Top of Given records
use std::sync::Arc;

use axum::extract::rejection::JsonRejection;
use axum::extract::State;
use axum::http::StatusCode;
use axum::response::{IntoResponse, Response as HttpResponse};
use axum::routing::{get, post};
use axum::{Json, Router};
use serde::{Deserialize, Serialize};
use serde_json::json;
use tracing::{info, info_span, warn, Instrument};
use voxpath_core::{GridData, PathRequest, Position, RequestId, Response, SearchOptions};

use crate::errors::AppError;
use crate::pool::WorkerPool;

#[derive(Clone)]
pub struct AppState {
    pub pool: Arc<WorkerPool>,
}

/// `findPath` fields; `id` is optional over HTTP.
#[derive(Debug, Deserialize)]
#[serde(rename_all = "camelCase")]
pub struct FindPathBody {
    pub id: Option<RequestId>,
    pub start: Position,
    pub goal: Position,
    #[serde(default)]
    pub grid_data: Option<GridData>,
    #[serde(default)]
    pub options: SearchOptions,
}

#[derive(Debug, Serialize)]
pub struct Healthz {
    pub status: &'static str,
}

pub fn build_router(state: AppState) -> Router {
    Router::new()
        .route("/healthz", get(healthz))
        .route("/readyz", get(readyz))
        .route("/version", get(version))
        .route("/find_path", post(find_path))
        .route("/cache/clear", post(clear_cache))
        .route("/stats", get(stats))
        .route("/grid", post(update_grid))
        .with_state(state)
}

fn decode<T>(payload: Result<Json<T>, JsonRejection>) -> Result<T, AppError> {
    payload.map(|Json(v)| v).map_err(|rejection| {
        warn!(error = %rejection.body_text(), "rejected message");
        AppError::BadRequest(rejection.body_text())
    })
}

/// Protocol-level errors are answered with 422 and the `error` message body.
fn protocol_response(resp: Response) -> HttpResponse {
    let status = match resp {
        Response::Error { .. } => StatusCode::UNPROCESSABLE_ENTITY,
        _ => StatusCode::OK,
    };
    (status, Json(resp)).into_response()
}

async fn healthz() -> impl IntoResponse {
    (StatusCode::OK, Json(Healthz { status: "ok" }))
}

async fn readyz(State(state): State<AppState>) -> impl IntoResponse {
    if state.pool.is_ready() {
        (StatusCode::OK, Json(json!({"ready": true, "workers": state.pool.len()})))
    } else {
        (StatusCode::SERVICE_UNAVAILABLE, Json(json!({"ready": false, "workers": state.pool.len()})))
    }
}

async fn version() -> impl IntoResponse {
    let svc_version = env!("CARGO_PKG_VERSION");
    let core_version = voxpath_core::version();
    (StatusCode::OK, Json(json!({"service_version": svc_version, "core_version": core_version})))
}

async fn find_path(
    State(state): State<AppState>,
    payload: Result<Json<FindPathBody>, JsonRejection>,
) -> Result<HttpResponse, AppError> {
    let body = decode(payload)?;
    let internal_id = state.pool.next_request_id();
    let caller_id = body.id.unwrap_or(internal_id);
    let span = info_span!("find_path", id = caller_id);

    async move {
        let req = PathRequest {
            id: internal_id,
            start: body.start,
            goal: body.goal,
            grid_data: body.grid_data,
            options: body.options,
        };
        let mut resp = state.pool.find_path(req).await?;
        resp.set_request_id(caller_id);
        if let Response::PathResult(r) = &resp {
            let path_len = r.path.as_ref().map(Vec::len).unwrap_or(0);
            info!(
                cached = r.cached,
                complete = r.complete,
                partial = r.partial,
                iterations = r.stats.iterations,
                time_ms = r.stats.time_ms,
                path_len,
                "find_path done"
            );
        }
        Ok::<_, AppError>(protocol_response(resp))
    }
    .instrument(span)
    .await
}

async fn clear_cache(State(state): State<AppState>) -> Result<HttpResponse, AppError> {
    let resp = state.pool.clear_cache().await?;
    Ok(protocol_response(resp))
}

async fn stats(State(state): State<AppState>) -> Result<HttpResponse, AppError> {
    let stats = state.pool.stats().await?;
    Ok(protocol_response(Response::Stats(stats)))
}

async fn update_grid(
    State(state): State<AppState>,
    payload: Result<Json<GridData>, JsonRejection>,
) -> Result<HttpResponse, AppError> {
    let grid = decode(payload)?;
    let cells = grid.occupied_cells.len();
    let resp = state.pool.update_grid(grid).await?;
    info!(cells, accepted = matches!(resp, Response::GridUpdated), "grid pushed");
    Ok(protocol_response(resp))
}
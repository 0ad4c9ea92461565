//! Application state shared across handlers

use std::sync::Arc;

use axum::extract::FromRef;

use crate::store::UserStore;
use crate::user_service::UserService;

/// Shared application state
#[derive(Clone)]
pub struct AppState {
    pub user_service: Arc<UserService>,
}

impl AppState {
    pub fn new(user_service: Arc<UserService>) -> Self {
        Self { user_service }
    }

    /// State backed by a fresh, empty store
    pub fn in_memory() -> Self {
        let store = Arc::new(UserStore::new());
        Self::new(Arc::new(UserService::new(store)))
    }
}

impl FromRef<AppState> for Arc<UserService> {
    fn from_ref(app_state: &AppState) -> Self {
        app_state.user_service.clone()
    }
}
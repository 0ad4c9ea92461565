//! API handlers for the user service

use std::sync::Arc;

use axum::{
    extract::{
        rejection::{JsonRejection, QueryRejection},
        Query, State,
    },
    http::StatusCode,
    Json,
};

use crate::error::ServiceError;
use crate::models::{CreateUserRequest, CreateUserResponse, TransferQuery, TransferResponse, User};
use crate::user_service::UserService;

/// Register a new user
pub async fn create_user(
    State(user_service): State<Arc<UserService>>,
    payload: Result<Json<CreateUserRequest>, JsonRejection>,
) -> Result<(StatusCode, Json<CreateUserResponse>), ServiceError> {
    let Json(request) = payload?;
    let response = user_service.create_user(request).await?;
    Ok((StatusCode::CREATED, Json(response)))
}

/// List every registered user
pub async fn list_users(State(user_service): State<Arc<UserService>>) -> Json<Vec<User>> {
    Json(user_service.list_users().await)
}

/// Transfer balance between two users
pub async fn transfer(
    State(user_service): State<Arc<UserService>>,
    query: Result<Query<TransferQuery>, QueryRejection>,
) -> Result<Json<TransferResponse>, ServiceError> {
    let Query(query) = query?;
    let response = user_service
        .transfer(query.from_user_id, query.to_user_id, query.amount)
        .await?;
    Ok(Json(response))
}

pub async fn health_check() -> &'static str {
    "OK"
}
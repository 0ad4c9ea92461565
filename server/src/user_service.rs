//! User service layer - registration, listing and balance transfers

use std::sync::Arc;

use chrono::Utc;
use rust_decimal::Decimal;
use uuid::Uuid;
use validator::Validate;

use crate::error::ServiceError;
use crate::models::{CreateUserRequest, CreateUserResponse, TransferResponse, User};
use crate::store::UserStore;

/// User service operating on the shared in-memory store
pub struct UserService {
    store: Arc<UserStore>,
}

impl UserService {
    pub fn new(store: Arc<UserStore>) -> Self {
        Self { store }
    }

    /// Register a new user. Emails are unique regardless of case.
    pub async fn create_user(
        &self,
        request: CreateUserRequest,
    ) -> Result<CreateUserResponse, ServiceError> {
        request
            .validate()
            .map_err(|e| ServiceError::InvalidInput(e.to_string()))?;

        let mut table = self.store.write().await;
        if table.find_by_email(&request.email).is_some() {
            return Err(ServiceError::Conflict(request.email));
        }

        let now = Utc::now();
        let user = User {
            id: Uuid::new_v4(),
            created_at: now,
            updated_at: now,
            name: request.name,
            email: request.email,
            balance: request.balance,
        };
        let response = CreateUserResponse::from(&user);

        tracing::info!("User created: {}", user.email);
        table.upsert(user);

        Ok(response)
    }

    /// All users in registration order
    pub async fn list_users(&self) -> Vec<User> {
        self.store.read().await.iter().cloned().collect()
    }

    /// Move `amount` from one user's balance to another's.
    ///
    /// Lookups, the funds check and both writes share one write guard, so
    /// concurrent transfers cannot overdraw the source.
    pub async fn transfer(
        &self,
        from_user_id: Uuid,
        to_user_id: Uuid,
        amount: Decimal,
    ) -> Result<TransferResponse, ServiceError> {
        if from_user_id == to_user_id {
            return Err(ServiceError::InvalidInput(
                "Transfer to yourself is not allowed".to_string(),
            ));
        }
        if amount <= Decimal::ZERO {
            return Err(ServiceError::InvalidInput(
                "Transfer amount must be greater than zero".to_string(),
            ));
        }

        let mut table = self.store.write().await;

        let source = table
            .get(&from_user_id)
            .ok_or(ServiceError::NotFound(from_user_id))?;
        let destination = table
            .get(&to_user_id)
            .ok_or(ServiceError::NotFound(to_user_id))?;

        if source.balance < amount {
            return Err(ServiceError::InsufficientFunds);
        }

        let source_balance = source
            .balance
            .checked_sub(amount)
            .ok_or_else(|| anyhow::anyhow!("balance underflow on user {}", from_user_id))?;
        let destination_balance = destination
            .balance
            .checked_add(amount)
            .ok_or_else(|| anyhow::anyhow!("balance overflow on user {}", to_user_id))?;

        let source_email = source.email.clone();
        let destination_email = destination.email.clone();
        let destination_name = destination.name.clone();

        let now = Utc::now();
        let source = table
            .get_mut(&from_user_id)
            .ok_or_else(|| anyhow::anyhow!("user {} vanished during transfer", from_user_id))?;
        source.balance = source_balance;
        source.updated_at = now;

        let destination = table
            .get_mut(&to_user_id)
            .ok_or_else(|| anyhow::anyhow!("user {} vanished during transfer", to_user_id))?;
        destination.balance = destination_balance;
        destination.updated_at = now;

        tracing::info!(
            "Transfer of {} from {} to {} completed",
            amount,
            source_email,
            destination_email
        );

        Ok(TransferResponse {
            message: format!("Transfer of {} delivered to {}", amount, destination_name),
        })
    }
}
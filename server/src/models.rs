//! Data models for the user API

use chrono::{DateTime, Utc};
use rust_decimal::Decimal;
use serde::{Deserialize, Serialize};
use uuid::Uuid;
use validator::{Validate, ValidationError};

/// User record as held by the store
#[derive(Debug, Serialize, Deserialize, Clone, PartialEq)]
pub struct User {
    pub id: Uuid,
    pub created_at: DateTime<Utc>,
    pub updated_at: DateTime<Utc>,
    pub name: String,
    pub email: String,
    pub balance: Decimal,
}

impl From<&User> for CreateUserResponse {
    fn from(user: &User) -> Self {
        Self {
            id: user.id,
            created_at: user.created_at,
            updated_at: user.updated_at,
        }
    }
}

/// Request DTO for registering a user
#[derive(Debug, Deserialize, Validate, Clone)]
pub struct CreateUserRequest {
    #[validate(length(min = 1, max = 100))]
    pub name: String,
    #[validate(email)]
    pub email: String,
    #[validate(custom = "validate_non_negative")]
    pub balance: Decimal,
}

/// Response DTO for registering a user. Only identity and timestamps are echoed back.
#[derive(Debug, Serialize, Deserialize, Clone, PartialEq)]
pub struct CreateUserResponse {
    pub id: Uuid,
    pub created_at: DateTime<Utc>,
    pub updated_at: DateTime<Utc>,
}

/// Query parameters for a balance transfer
#[derive(Debug, Deserialize, Clone)]
pub struct TransferQuery {
    pub from_user_id: Uuid,
    pub to_user_id: Uuid,
    pub amount: Decimal,
}

#[derive(Debug, Serialize, Deserialize, Clone, PartialEq)]
pub struct TransferResponse {
    pub message: String,
}

/// Body of every error response
#[derive(Debug, Serialize, Deserialize, Clone, PartialEq)]
pub struct ErrorResponse {
    pub detail: String,
}

fn validate_non_negative(balance: &Decimal) -> Result<(), ValidationError> {
    if *balance < Decimal::ZERO {
        let mut err = ValidationError::new("non_negative");
        err.message = Some("balance must be greater than or equal to 0".into());
        return Err(err);
    }
    Ok(())
}
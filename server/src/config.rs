use std::env;
use std::net::{IpAddr, SocketAddr};

use anyhow::{Context, Result};

const DEFAULT_HOST: &str = "127.0.0.1";
const DEFAULT_PORT: u16 = 8000;
const DEFAULT_CORS_ORIGINS: &str = "http://localhost:3000";

#[derive(Clone, Debug)]
pub struct ServerConfig {
    pub host: IpAddr,
    pub port: u16,
    pub cors_allowed_origins: Vec<String>,
}

impl ServerConfig {
    pub fn from_env() -> Result<Self> {
        Self::from_lookup(|key| env::var(key).ok())
    }

    fn from_lookup(lookup: impl Fn(&str) -> Option<String>) -> Result<Self> {
        let host = match lookup("HOST") {
            Some(host) => host
                .trim()
                .parse()
                .with_context(|| format!("HOST must be an IP address, got {:?}", host))?,
            None => DEFAULT_HOST.parse().context("invalid default host")?,
        };

        let port = match lookup("PORT") {
            Some(port) => port
                .trim()
                .parse()
                .with_context(|| format!("PORT must be a number, got {:?}", port))?,
            None => DEFAULT_PORT,
        };

        let cors_allowed_origins = lookup("CORS_ALLOWED_ORIGINS")
            .unwrap_or_else(|| DEFAULT_CORS_ORIGINS.to_string())
            .split(',')
            .map(|origin| origin.trim().to_string())
            .filter(|origin| !origin.is_empty())
            .collect();

        Ok(Self {
            host,
            port,
            cors_allowed_origins,
        })
    }

    pub fn socket_addr(&self) -> SocketAddr {
        SocketAddr::new(self.host, self.port)
    }
}

#[cfg(test)]
mod tests {
    use super::*;
    use std::collections::HashMap;

    fn config_from(vars: &[(&str, &str)]) -> Result<ServerConfig> {
        let vars: HashMap<String, String> = vars
            .iter()
            .map(|(k, v)| (k.to_string(), v.to_string()))
            .collect();
        ServerConfig::from_lookup(|key| vars.get(key).cloned())
    }

    #[test]
    fn defaults_when_unset() {
        let config = config_from(&[]).unwrap();
        assert_eq!(config.socket_addr(), "127.0.0.1:8000".parse::<SocketAddr>().unwrap());
        assert_eq!(config.cors_allowed_origins, vec!["http://localhost:3000"]);
    }

    #[test]
    fn reads_overrides() {
        let config = config_from(&[
            ("HOST", "0.0.0.0"),
            ("PORT", "9090"),
            ("CORS_ALLOWED_ORIGINS", "http://a.test, http://b.test,"),
        ])
        .unwrap();
        assert_eq!(config.socket_addr(), "0.0.0.0:9090".parse::<SocketAddr>().unwrap());
        assert_eq!(
            config.cors_allowed_origins,
            vec!["http://a.test", "http://b.test"]
        );
    }

    #[test]
    fn rejects_bad_port() {
        assert!(config_from(&[("PORT", "eighty")]).is_err());
    }
}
Bottom of Given records
▸ **What is required**: Extract from the records above the lines from the one containing "impl From<&User> for" to the one containing "pub struct CreateUserRequest", both lines included, exactly as they appear and with nothing else.

▸ **Answer to the problem**:
impl From<&User> for CreateUserResponse {
    fn from(user: &User) -> Self {
        Self {
            id: user.id,
            created_at: user.created_at,
            updated_at: user.updated_at,
        }
    }
}

/// Request DTO for registering a user
#[derive(Debug, Deserialize, Validate, Clone)]
pub struct CreateUserRequest {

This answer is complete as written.